« Sais-tu, Simon, après la classe,
Comme un troupeau fuit son berger,
Courons aux champs ; faisons main basse
Sur tous les marrons du verger.
— Fœda, les marrons sont pour d'autres.
L'arbre est haut, nul de nous aux branches n'atteindrait,
Et , pour y grimper, il faudrait
Bien d'autres forces que les nôtres !
Adieu donc les marrons ! — Quelle idée ! et pourquoi ?
Vraiment, mon cher, la peur t'abuse.
Quand la force n'est pas pour soi,
On y supplée avec la ruse.
Attends! j'ai tout prévu :
jusqu'aux branches du bas
Pour grimper, cher petit compère.
Le dos courbé, tu m'aideras ;
Le reste ira tout seul, j'espère.
Ah ! les marrons vont voir beau jeu !
Jusqu'à la gorge il faut en prendre ! »
Mais la classe a cessé.
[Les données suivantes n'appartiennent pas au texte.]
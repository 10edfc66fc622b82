//! Watch-list files: reconciliation, change watching and periodic sweeps.

mod list;
mod pipeline;
mod reconciler;
mod scheduler;
mod watcher;

pub use list::{parse_watch_list, read_watch_list};
pub use pipeline::{process, run_cycle, CycleOutcome};
pub use reconciler::{MonitoredFile, ReconcileReport};
pub use scheduler::{Scheduler, DEFAULT_INTERVAL_MINUTES, MAX_INTERVAL_MINUTES};
pub use watcher::{FileWatcher, DEBOUNCE, REWATCH_DELAY};
//! Fixed-interval sweeps over a monitored file.

use std::sync::Arc;

use tokio::task::JoinHandle;
use tokio::time::{interval_at, Duration, Instant, MissedTickBehavior};
use tracing::{debug, info};

use super::pipeline::CycleOutcome;
use super::reconciler::MonitoredFile;

/// Default sweep interval in minutes.
pub const DEFAULT_INTERVAL_MINUTES: u64 = 30;

/// Longest sweep interval in minutes, one year.
pub const MAX_INTERVAL_MINUTES: u64 = 365 * 24 * 60;

const MAX_PERIOD: Duration = Duration::from_secs(MAX_INTERVAL_MINUTES * 60);

/// Periodically runs a cycle for every URL of a monitored file.
pub struct Scheduler {
    monitor: Arc<MonitoredFile>,
    period: Duration,
}

impl Scheduler {
    pub fn new(monitor: Arc<MonitoredFile>) -> Self {
        Self::with_period(monitor, Duration::from_secs(DEFAULT_INTERVAL_MINUTES * 60))
    }

    /// The period is clamped to between one millisecond and
    /// [`MAX_INTERVAL_MINUTES`].
    pub fn with_period(monitor: Arc<MonitoredFile>, period: Duration) -> Self {
        Self {
            monitor,
            period: period.clamp(Duration::from_millis(1), MAX_PERIOD),
        }
    }

    pub fn period(&self) -> Duration {
        self.period
    }

    /// Run forever. The first sweep happens one period after start, since
    /// the initial reconciliation already processed every URL.
    pub async fn run(&self) {
        info!(
            "Scheduler started for {} (interval: {} seconds)",
            self.monitor.path().display(),
            self.period.as_secs()
        );

        let mut timer = interval_at(Instant::now() + self.period, self.period);
        timer.set_missed_tick_behavior(MissedTickBehavior::Delay);

        loop {
            timer.tick().await;
            self.tick().await;
        }
    }

    /// One sweep.
    pub async fn tick(&self) {
        let outcomes = self.monitor.sweep().await;

        let new_items: usize = outcomes
            .iter()
            .map(|(_, outcome)| match outcome {
                CycleOutcome::NewItems(n) => *n,
                _ => 0,
            })
            .sum();
        let abandoned = outcomes
            .iter()
            .filter(|(_, outcome)| *outcome == CycleOutcome::Abandoned)
            .count();

        debug!(
            "Sweep of {} done: {} feed(s), {} new item(s), {} abandoned",
            self.monitor.path().display(),
            outcomes.len(),
            new_items,
            abandoned
        );
    }

    /// Run the scheduler as a background task.
    pub fn spawn(self) -> JoinHandle<()> {
        tokio::spawn(async move { self.run().await })
    }
}
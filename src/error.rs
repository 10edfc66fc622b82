//! Error types for feedwatch.

use thiserror::Error;

/// Common error type for feedwatch.
#[derive(Error, Debug)]
pub enum FeedwatchError {
    /// I/O error.
    #[error("I/O error: {0}")]
    Io(#[from] std::io::Error),

    /// Configuration error.
    ///
    /// Raised at startup only; the process exits before entering the run loop.
    #[error("configuration error: {0}")]
    Config(String),

    /// Invalid notifier specification.
    #[error("notifier error: {0}")]
    Notifier(String),

    /// Template error.
    #[error("template error: {0}")]
    Template(#[from] crate::template::TemplateError),

    /// Network or HTTP error while fetching a feed.
    #[error("fetch error: {0}")]
    Fetch(String),

    /// Feed document could not be parsed.
    #[error("feed error: {0}")]
    Feed(String),

    /// Both diff strategies failed.
    #[error("diff error: {0}")]
    Diff(#[from] crate::diff::DiffError),

    /// Filesystem watch error.
    #[error("watch error: {0}")]
    Watch(String),
}

impl From<notify::Error> for FeedwatchError {
    fn from(e: notify::Error) -> Self {
        FeedwatchError::Watch(e.to_string())
    }
}

/// Result type alias for feedwatch operations.
pub type Result<T> = std::result::Result<T, FeedwatchError>;
//! Logging configuration and initialization for feedwatch.

use std::fs::{self, OpenOptions};
use std::path::Path;
use std::sync::Arc;

use tracing::Level;
use tracing_subscriber::fmt::writer::MakeWriterExt;
use tracing_subscriber::prelude::*;
use tracing_subscriber::EnvFilter;

use crate::config::expand_home;
use crate::config::LoggingConfig;
use crate::Result;

/// Parse log level string to tracing Level.
fn parse_level(level: &str) -> Level {
    match level.to_lowercase().as_str() {
        "trace" => Level::TRACE,
        "debug" => Level::DEBUG,
        "info" => Level::INFO,
        "warn" | "warning" => Level::WARN,
        "error" => Level::ERROR,
        _ => Level::INFO,
    }
}

/// Initialize the logging system with the given configuration.
///
/// Logs go to stdout, and are appended to the log file when one is set.
pub fn init(config: &LoggingConfig) -> Result<()> {
    let Some(file) = config.file.as_deref() else {
        init_console_only(&config.level);
        return Ok(());
    };

    let level = parse_level(&config.level);
    let filter = EnvFilter::from_default_env().add_directive(level.into());

    let path = expand_home(file);
    if let Some(parent) = Path::new(&path).parent() {
        if !parent.as_os_str().is_empty() && !parent.exists() {
            fs::create_dir_all(parent)?;
        }
    }

    let log_file = OpenOptions::new().create(true).append(true).open(&path)?;
    let log_file = Arc::new(log_file);

    // Create writer that writes to both stdout and file
    let writer = std::io::stdout.and(log_file);

    tracing_subscriber::registry()
        .with(
            tracing_subscriber::fmt::layer()
                .with_writer(writer)
                .with_ansi(false)
                .with_target(true)
                .with_thread_ids(false)
                .with_file(false)
                .with_line_number(false),
        )
        .with(filter)
        .init();

    Ok(())
}

/// Initialize console-only logging.
///
/// Also the fallback when the log file cannot be opened.
pub fn init_console_only(level: &str) {
    let level = parse_level(level);
    let filter = EnvFilter::from_default_env().add_directive(level.into());

    tracing_subscriber::registry()
        .with(
            tracing_subscriber::fmt::layer()
                .with_writer(std::io::stdout)
                .with_ansi(true)
                .with_target(true),
        )
        .with(filter)
        .init();
}
//! Application module.
//!
//! Wires the configuration into a shared [`Context`] and starts, for every
//! watch-list file, its initial reconciliation, file watcher and scheduler.

use std::path::PathBuf;
use std::sync::Arc;

use tokio::task::JoinHandle;
use tracing::{info, warn};

use crate::cache::CacheStore;
use crate::config::Config;
use crate::context::Context;
use crate::diff::DiffEngine;
use crate::error::{FeedwatchError, Result};
use crate::fetch::Downloader;
use crate::notify::Dispatcher;
use crate::template::MessageTemplates;
use crate::watch::{FileWatcher, MonitoredFile, Scheduler};

/// The running feed watcher.
pub struct Application {
    config: Config,
    ctx: Arc<Context>,
    monitors: Vec<Arc<MonitoredFile>>,
    tasks: Vec<JoinHandle<()>>,
}

impl Application {
    /// Build the shared context from a validated configuration.
    pub fn new(config: Config) -> Result<Self> {
        let ctx = Arc::new(build_context(&config)?);
        Ok(Self {
            config,
            ctx,
            monitors: Vec::new(),
            tasks: Vec::new(),
        })
    }

    pub fn context(&self) -> &Arc<Context> {
        &self.ctx
    }

    pub fn monitors(&self) -> &[Arc<MonitoredFile>] {
        &self.monitors
    }

    /// Reconcile every watch-list file once, then start its watcher and
    /// scheduler in the background.
    ///
    /// A file that cannot be read or watched at startup is an error.
    pub async fn start(&mut self) -> Result<()> {
        for path in self.config.files() {
            let monitor = Arc::new(MonitoredFile::new(path.clone(), self.ctx.clone()));

            let report = monitor.initialize().await.map_err(|e| {
                FeedwatchError::Config(format!("cannot read watch list {}: {}", path.display(), e))
            })?;
            info!(
                "Monitoring {} feed(s) from {}",
                report.added.len(),
                path.display()
            );

            let watcher = FileWatcher::new(path.clone())?;
            self.tasks.push(watcher.spawn(monitor.clone()));

            let scheduler = Scheduler::with_period(monitor.clone(), self.config.interval());
            self.tasks.push(scheduler.spawn());

            self.monitors.push(monitor);
        }

        Ok(())
    }

    /// Start, then run until interrupted.
    pub async fn run(mut self) -> Result<()> {
        self.start().await?;

        match tokio::signal::ctrl_c().await {
            Ok(()) => info!("Interrupted, shutting down"),
            Err(e) => warn!("Unable to listen for interrupt: {}", e),
        }

        for task in &self.tasks {
            task.abort();
        }
        Ok(())
    }
}

/// Build the runtime context shared by every monitored file.
pub fn build_context(config: &Config) -> Result<Context> {
    let notifiers = config.notifiers()?;
    let downloader = Downloader::new()?;
    let templates = MessageTemplates::load(&config.template_files());
    let dispatcher = Dispatcher::new(downloader.client().clone(), notifiers, templates);

    let working_dir = config.working_dir();
    let assets_dir: Option<PathBuf> = config.assets_dir();
    info!("Working directory: {}", working_dir.display());
    if let Some(dir) = &assets_dir {
        info!("Transforms folder: {}", dir.display());
    }
    for notifier in dispatcher.notifiers() {
        info!("Notifier configured: {}", notifier);
    }

    Ok(Context::new(
        CacheStore::new(working_dir),
        downloader,
        DiffEngine::new(assets_dir),
        dispatcher,
    ))
}
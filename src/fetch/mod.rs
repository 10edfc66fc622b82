//! Feed fetching with bounded retry under rate limiting.

mod downloader;
mod retry;

pub use downloader::{Downloader, FetchOutcome, MAX_ATTEMPTS, USER_AGENT};
pub use retry::{parse_duration, retry_after, MAX_RETRY_DELAY, RATELIMIT_RETRY_AFTER};
//! Per-host message templates for item notifications.

use std::collections::HashMap;
use std::fs;
use std::path::{Path, PathBuf};

use tracing::{debug, warn};

use super::parser::Node;
use super::{ItemFields, Result, Template};
use crate::cache::host_of;
use crate::feed::FeedItem;

/// Source of the built-in template.
pub const DEFAULT_TEMPLATE_SOURCE: &str = "Message: [{{title}}]({{link}})";

/// Extension stripped from template file names.
const TEMPLATE_EXTENSION: &str = ".tmpl";

/// Message templates keyed by feed host name.
#[derive(Debug, Clone)]
pub struct MessageTemplates {
    default: Template,
    hosts: HashMap<String, Template>,
}

impl MessageTemplates {
    /// Create a set holding only the built-in template.
    pub fn new() -> Self {
        Self {
            default: builtin(),
            hosts: HashMap::new(),
        }
    }

    /// Load template files on top of the built-in template.
    ///
    /// A file named `news.example.com.tmpl` serves items from the host
    /// `news.example.com`. Unreadable or invalid files are skipped.
    pub fn load(files: &[PathBuf]) -> Self {
        let mut templates = Self::new();

        for path in files {
            let Some(host) = template_name(path) else {
                warn!("Skipping template with no file name: {}", path.display());
                continue;
            };

            let content = match fs::read_to_string(path) {
                Ok(content) => content,
                Err(e) => {
                    warn!("Failed to read template {}: {}", path.display(), e);
                    continue;
                }
            };

            match templates.register(&host, &content) {
                Ok(()) => debug!("Loaded template for {} from {}", host, path.display()),
                Err(e) => warn!("Skipping template {}: {}", path.display(), e),
            }
        }

        templates
    }

    /// Register a template for a host name.
    pub fn register(&mut self, host: &str, content: &str) -> Result<()> {
        let template = Template::parse(content)?;
        self.hosts.insert(host.to_string(), template);
        Ok(())
    }

    pub fn has_host(&self, host: &str) -> bool {
        self.hosts.contains_key(host)
    }

    /// Render an item fetched from `source_url` into notification text.
    ///
    /// Never fails: a broken host template falls back to the built-in one,
    /// with a note describing the error in front of it.
    pub fn render_item(&self, source_url: &str, item: &FeedItem) -> String {
        let host = host_of(source_url).unwrap_or_default();
        let fields = ItemFields::new(item, source_url, &host);

        let Some(template) = self.hosts.get(&host) else {
            return self.render_default(&fields);
        };

        match template.render(&fields) {
            Ok(text) => text,
            Err(e) => {
                warn!("Failed to render template for {}: {}", host, e);
                format!(
                    "There was an error rendering message content - {}. Message is rendered with default template below: \n{}",
                    e,
                    self.render_default(&fields)
                )
            }
        }
    }

    fn render_default(&self, fields: &ItemFields<'_>) -> String {
        self.default.render(fields).unwrap_or_else(|_| {
            let item = fields.item();
            format!("Message: [{}]({})", item.title, item.link)
        })
    }
}

impl Default for MessageTemplates {
    fn default() -> Self {
        Self::new()
    }
}

/// `Message: [{{title}}]({{link}})`, built without going through the parser.
fn builtin() -> Template {
    let text = |s: &str| Node::Text(s.to_string());
    let field = |s: &str| Node::Field(s.to_string());
    Template {
        nodes: vec![text("Message: ["), field("title"), text("]("), field("link"), text(")")],
    }
}

/// Host a template file serves: its file name without the `.tmpl` suffix.
fn template_name(path: &Path) -> Option<String> {
    let file_name = path.file_name()?.to_str()?;
    let name = file_name
        .strip_suffix(TEMPLATE_EXTENSION)
        .unwrap_or(file_name);
    (!name.is_empty()).then(|| name.to_string())
}
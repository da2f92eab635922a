use serde_json::{Map, Number, Value};

/// A tabular record: field name to scalar value, in header order.
pub type Row = Map<String, Value>;

/// Infers the scalar type of a CSV cell.
pub fn parse_cell(raw: &str) -> Value {
    if raw.is_empty() {
        return Value::Null;
    }
    if let Ok(int) = raw.parse::<i64>() {
        return Value::Number(int.into());
    }
    if let Some(float) = raw
        .parse::<f64>()
        .ok()
        .filter(|f| f.is_finite())
        .and_then(Number::from_f64)
    {
        return Value::Number(float);
    }
    match raw {
        "true" | "True" | "TRUE" => Value::Bool(true),
        "false" | "False" | "FALSE" => Value::Bool(false),
        _ => Value::String(raw.to_string()),
    }
}

/// Renders a value as a CSV cell; the inverse of [`parse_cell`] for scalars.
pub fn render_cell(value: &Value) -> String {
    match value {
        Value::Null => String::new(),
        Value::String(s) => s.clone(),
        Value::Bool(b) => b.to_string(),
        Value::Number(n) => n.to_string(),
        nested => nested.to_string(),
    }
}
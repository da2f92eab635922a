use crate::utils::error::{PipelineError, Result};

pub trait Validate {
    fn validate(&self) -> Result<()>;
}

pub fn validate_path(field_name: &str, path: &str) -> Result<()> {
    validate_non_empty_string(field_name, path)?;

    if path.contains('\0') {
        return Err(PipelineError::InvalidConfigValueError {
            field: field_name.to_string(),
            value: path.escape_default().to_string(),
            reason: "Path contains null bytes".to_string(),
        });
    }

    Ok(())
}

pub fn validate_non_empty_string(field_name: &str, value: &str) -> Result<()> {
    if value.trim().is_empty() {
        return Err(PipelineError::InvalidConfigValueError {
            field: field_name.to_string(),
            value: value.to_string(),
            reason: "Value cannot be empty or whitespace-only".to_string(),
        });
    }
    Ok(())
}

/// Case-insensitive membership check against a fixed list of accepted values.
pub fn validate_one_of(field_name: &str, value: &str, allowed: &[&str]) -> Result<()> {
    if allowed.iter().any(|candidate| candidate.eq_ignore_ascii_case(value)) {
        return Ok(());
    }

    Err(PipelineError::InvalidConfigValueError {
        field: field_name.to_string(),
        value: value.to_string(),
        reason: format!("Valid values: {}", allowed.join(", ")),
    })
}
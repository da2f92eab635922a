use super::DEFAULT_LOG_CONFIG_PATH;
use crate::utils::error::Result;
use crate::utils::validation::{self, Validate};
use clap::{Parser, ValueEnum};

#[derive(Debug, Clone, Copy, PartialEq, Eq, ValueEnum)]
pub enum RecordFormat {
    /// One record per line
    Text,
    /// Comma-separated rows with a header
    Csv,
}

#[derive(Debug, Clone, Parser)]
#[command(name = "line-etl")]
#[command(about = "Copy records from an input file to an output file")]
pub struct CliConfig {
    /// File to read records from
    pub input_file: String,

    /// File to append records to
    pub output_file: String,

    #[arg(long, value_enum, default_value_t = RecordFormat::Text)]
    pub format: RecordFormat,

    #[arg(long, default_value = DEFAULT_LOG_CONFIG_PATH)]
    pub log_config: String,

    #[arg(short, long, help = "Enable verbose output")]
    pub verbose: bool,
}

impl Validate for CliConfig {
    fn validate(&self) -> Result<()> {
        validation::validate_path("input_file", &self.input_file)?;
        validation::validate_path("output_file", &self.output_file)?;
        validation::validate_path("log_config", &self.log_config)
    }
}
use crate::domain::model::{parse_cell, render_cell, Row};
use crate::domain::ports::{InputHandler, OutputHandler, RecordIter};
use crate::utils::error::{PipelineError, Result};
use std::collections::HashSet;
use std::fs::OpenOptions;
use std::path::{Path, PathBuf};

fn parse_failed(path: &Path, e: csv::Error) -> PipelineError {
    tracing::error!("Error processing CSV file {}: {}", path.display(), e);
    if let csv::ErrorKind::Io(io) = e.kind() {
        return PipelineError::io(path, std::io::Error::new(io.kind(), io.to_string()));
    }
    PipelineError::csv(path, e)
}

/// Repeated column names get `.1`, `.2`, ... suffixes so no column is lost.
fn unique_field_names(headers: &csv::StringRecord) -> Vec<String> {
    let mut taken: HashSet<String> = HashSet::new();
    headers
        .iter()
        .map(|name| {
            let mut unique = name.to_string();
            let mut suffix = 1;
            while taken.contains(&unique) {
                unique = format!("{}.{}", name, suffix);
                suffix += 1;
            }
            taken.insert(unique.clone());
            unique
        })
        .collect()
}

fn to_row(field_names: &[String], record: &csv::StringRecord) -> Row {
    field_names
        .iter()
        .zip(record.iter())
        .map(|(name, cell)| (name.clone(), parse_cell(cell)))
        .collect()
}

/// Reads a CSV file with a header row into [`Row`]s.
#[derive(Debug, Clone)]
pub struct CsvInputHandler {
    path: PathBuf,
}

impl CsvInputHandler {
    pub fn new(path: impl Into<PathBuf>) -> Self {
        let path = path.into();
        tracing::debug!("CsvInputHandler initialized with file: {}", path.display());
        Self { path }
    }
}

impl InputHandler for CsvInputHandler {
    type Record = Row;
    type AllInput = Vec<Row>;

    fn iter_input(&mut self) -> Result<RecordIter<'_, Row>> {
        let path = self.path.as_path();
        let mut reader = csv::Reader::from_path(path).map_err(|e| parse_failed(path, e))?;
        let headers = reader.headers().map_err(|e| parse_failed(path, e))?.clone();
        if headers.is_empty() {
            tracing::error!("CSV file {} has no header row", path.display());
            return Err(PipelineError::EmptyCsvError {
                path: path.to_path_buf(),
            });
        }
        let field_names = unique_field_names(&headers);
        tracing::debug!("CSV file {} opened with columns {:?}", path.display(), field_names);

        let rows = reader.into_records().map(move |record| {
            record
                .map(|r| to_row(&field_names, &r))
                .map_err(|e| parse_failed(path, e))
        });
        Ok(Box::new(rows))
    }

    fn get_all_input(&mut self) -> Result<Vec<Row>> {
        let rows = self.iter_input()?.collect::<Result<Vec<_>>>()?;
        tracing::debug!("Read {} rows from {}", rows.len(), self.path.display());
        Ok(rows)
    }
}

/// Buffers rows and appends them to a CSV file on flush.
///
/// The header comes from the first buffered row's keys and is written only
/// on this handler's first non-empty flush.
#[derive(Debug, Clone)]
pub struct CsvOutputHandler {
    path: PathBuf,
    buffer: Vec<Row>,
    header_written: bool,
}

impl CsvOutputHandler {
    pub fn new(path: impl Into<PathBuf>) -> Self {
        let path = path.into();
        tracing::debug!("CsvOutputHandler initialized for file: {}", path.display());
        Self {
            path,
            buffer: Vec::new(),
            header_written: false,
        }
    }

    fn append(&mut self, rows: &[Row]) -> Result<()> {
        let Some(first) = rows.first() else {
            return Ok(());
        };
        let path = &self.path;
        let file = OpenOptions::new()
            .create(true)
            .append(true)
            .open(path)
            .map_err(|e| PipelineError::io(path, e))?;
        let mut writer = csv::Writer::from_writer(file);
        let fieldnames: Vec<String> = first.keys().cloned().collect();

        if !self.header_written {
            writer
                .write_record(&fieldnames)
                .map_err(|e| PipelineError::csv(path, e))?;
            self.header_written = true;
            tracing::debug!("Wrote header to CSV file {}", path.display());
        }

        // Rows already handed to the writer are flushed on drop even if a later row fails.
        for row in rows {
            if let Some(extra) = row.keys().find(|key| !fieldnames.contains(key)) {
                return Err(PipelineError::UnexpectedFieldError {
                    field: extra.clone(),
                    header: fieldnames,
                });
            }
            let cells = fieldnames
                .iter()
                .map(|name| row.get(name).map(render_cell).unwrap_or_default());
            writer
                .write_record(cells)
                .map_err(|e| PipelineError::csv(path, e))?;
        }

        writer.flush().map_err(|e| PipelineError::io(path, e))
    }
}

impl OutputHandler for CsvOutputHandler {
    type Record = Row;

    fn save_to_buffer(&mut self, record: Row) {
        tracing::debug!("Buffered data for CSV output: {:?}", record);
        self.buffer.push(record);
    }

    fn write_output(&mut self) {
        if self.buffer.is_empty() {
            tracing::debug!("No data to write for CSV output");
            return;
        }

        let rows = std::mem::take(&mut self.buffer);
        match self.append(&rows) {
            Ok(()) => tracing::info!("Wrote {} rows to {}", rows.len(), self.path.display()),
            Err(e) => {
                tracing::error!("Failed to write to CSV file {}: {}", self.path.display(), e)
            }
        }
    }

    fn buffered(&self) -> &[Row] {
        &self.buffer
    }
}
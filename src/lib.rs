pub mod adapters;
pub mod config;
pub mod core;
pub mod domain;
pub mod utils;

#[cfg(feature = "cli")]
pub use config::CliConfig;

pub use adapters::{
    ConsoleInputHandler, ConsoleOutputHandler, CsvInputHandler, CsvOutputHandler,
    FileInputHandler, FileOutputHandler,
};
pub use config::LoggingConfig;
pub use core::pipeline::Pipeline;
pub use domain::model::Row;
pub use domain::ports::{InputHandler, OutputHandler};
pub use utils::error::{PipelineError, Result};
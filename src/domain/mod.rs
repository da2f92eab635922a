// Domain layer: record model and the input/output ports. No I/O here.

pub mod model;
pub mod ports;
pub mod pipeline;

pub use crate::domain::ports::{InputHandler, OutputHandler, RecordIter};
pub use crate::utils::error::Result;
use crate::utils::error::{PipelineError, Result};
use crate::utils::validation::{self, Validate};
use serde::{Deserialize, Serialize};
use std::path::Path;
use tracing_subscriber::filter::Directive;

pub const DEFAULT_LOG_CONFIG_PATH: &str = "configs/logging.toml";

const LEVELS: [&str; 5] = ["trace", "debug", "info", "warn", "error"];

#[derive(Debug, Clone, Copy, PartialEq, Eq, Serialize, Deserialize, Default)]
#[serde(rename_all = "lowercase")]
pub enum LogFormat {
    #[default]
    Compact,
    Pretty,
    Json,
}

/// Process-wide logging setup, read once at startup.
#[derive(Debug, Clone, PartialEq, Eq, Serialize, Deserialize)]
#[serde(default)]
pub struct LoggingConfig {
    pub level: String,
    pub format: LogFormat,
    pub with_target: bool,
    /// Extra `EnvFilter` directives such as `line_etl::adapters=trace`.
    pub directives: Vec<String>,
}

impl Default for LoggingConfig {
    fn default() -> Self {
        Self {
            level: "info".to_string(),
            format: LogFormat::Compact,
            with_target: false,
            directives: Vec::new(),
        }
    }
}

impl LoggingConfig {
    /// Loads the TOML file at `path`, falling back to defaults when it does not exist.
    pub fn load_or_default<P: AsRef<Path>>(path: P) -> Result<Self> {
        let path = path.as_ref();
        if !path.exists() {
            return Ok(Self::default());
        }
        Self::from_file(path)
    }

    pub fn from_file<P: AsRef<Path>>(path: P) -> Result<Self> {
        let path = path.as_ref();
        let content =
            std::fs::read_to_string(path).map_err(|e| PipelineError::io(path, e))?;
        Self::from_toml_str(&content)
    }

    pub fn from_toml_str(content: &str) -> Result<Self> {
        toml::from_str(content).map_err(|e| PipelineError::ConfigError {
            message: format!("TOML parsing error: {}", e),
        })
    }

    /// Filter string handed to `EnvFilter` when `RUST_LOG` is unset.
    pub fn filter_directives(&self) -> String {
        std::iter::once(self.level.to_ascii_lowercase())
            .chain(self.directives.iter().cloned())
            .collect::<Vec<_>>()
            .join(",")
    }
}

impl Validate for LoggingConfig {
    fn validate(&self) -> Result<()> {
        validation::validate_one_of("logging.level", &self.level, &LEVELS)?;
        for directive in &self.directives {
            validation::validate_non_empty_string("logging.directives", directive)?;
            directive.parse::<Directive>().map_err(|e| {
                PipelineError::InvalidConfigValueError {
                    field: "logging.directives".to_string(),
                    value: directive.clone(),
                    reason: e.to_string(),
                }
            })?;
        }
        Ok(())
    }
}
use anyhow::Context;
use clap::Parser;
use line_etl::config::RecordFormat;
use line_etl::utils::{logger, validation::Validate};
use line_etl::{
    CliConfig, CsvInputHandler, CsvOutputHandler, FileInputHandler, FileOutputHandler,
    LoggingConfig, Pipeline, PipelineError,
};

fn main() -> anyhow::Result<()> {
    let config = CliConfig::parse();

    // 日誌設定只在啟動時載入一次
    let logging = LoggingConfig::load_or_default(&config.log_config)
        .with_context(|| format!("failed to load logging config '{}'", config.log_config))?;
    logging
        .validate()
        .with_context(|| format!("invalid logging config '{}'", config.log_config))?;
    logger::init_logger(&logging, config.verbose).context("failed to initialise logging")?;

    tracing::info!("Starting line-etl");
    tracing::debug!("CLI config: {:?}", config);

    if let Err(e) = config.validate() {
        exit_with(&e);
    }

    let result = match config.format {
        RecordFormat::Text => Pipeline::new(
            FileInputHandler::new(&config.input_file),
            FileOutputHandler::new(&config.output_file),
        )
        .run(),
        RecordFormat::Csv => Pipeline::new(
            CsvInputHandler::new(&config.input_file),
            CsvOutputHandler::new(&config.output_file),
        )
        .run(),
    };

    match result {
        Ok(count) => {
            tracing::info!("✅ Copied {} records to {}", count, config.output_file);
            Ok(())
        }
        Err(e) => exit_with(&e),
    }
}

fn exit_with(e: &PipelineError) -> ! {
    tracing::error!("❌ Pipeline failed: {} (Severity: {:?})", e, e.severity());
    tracing::error!("💡 Recovery suggestion: {}", e.recovery_suggestion());

    eprintln!("❌ {}", e.user_friendly_message());
    eprintln!("💡 Suggestion: {}", e.recovery_suggestion());

    std::process::exit(e.exit_code());
}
Brûlant d'un nouveau feu,
Nos gourmands au jardin volent sans plus attendre.
Simon , tout essoufflé , de sueur est trempé,
Fœda sur son dos monte; il grimpe... il est grimpé.
Sur le sommet de l'arbre il s'installe à son aise,
Et , comme un rat dans un buffet,
Jusqu'à ce que sa faim s'apaise,
Il cueille et mange tout , dans un calme parfait.
Mais Simon, du régal n'ayant que les amorces,
En se léchant la bouche, errait aux environs,
Et Fœda, croquant les marrons.
Jetait à l'autre les écorces.
J'ai vu bien des Fœdas. Quand jusqu'aux hauts emplois
Leurs amis les poussant engraissaient leurs familles,
Des parvenus d'hier les amis d'autrefois
N'avaient toujours que les coquilles.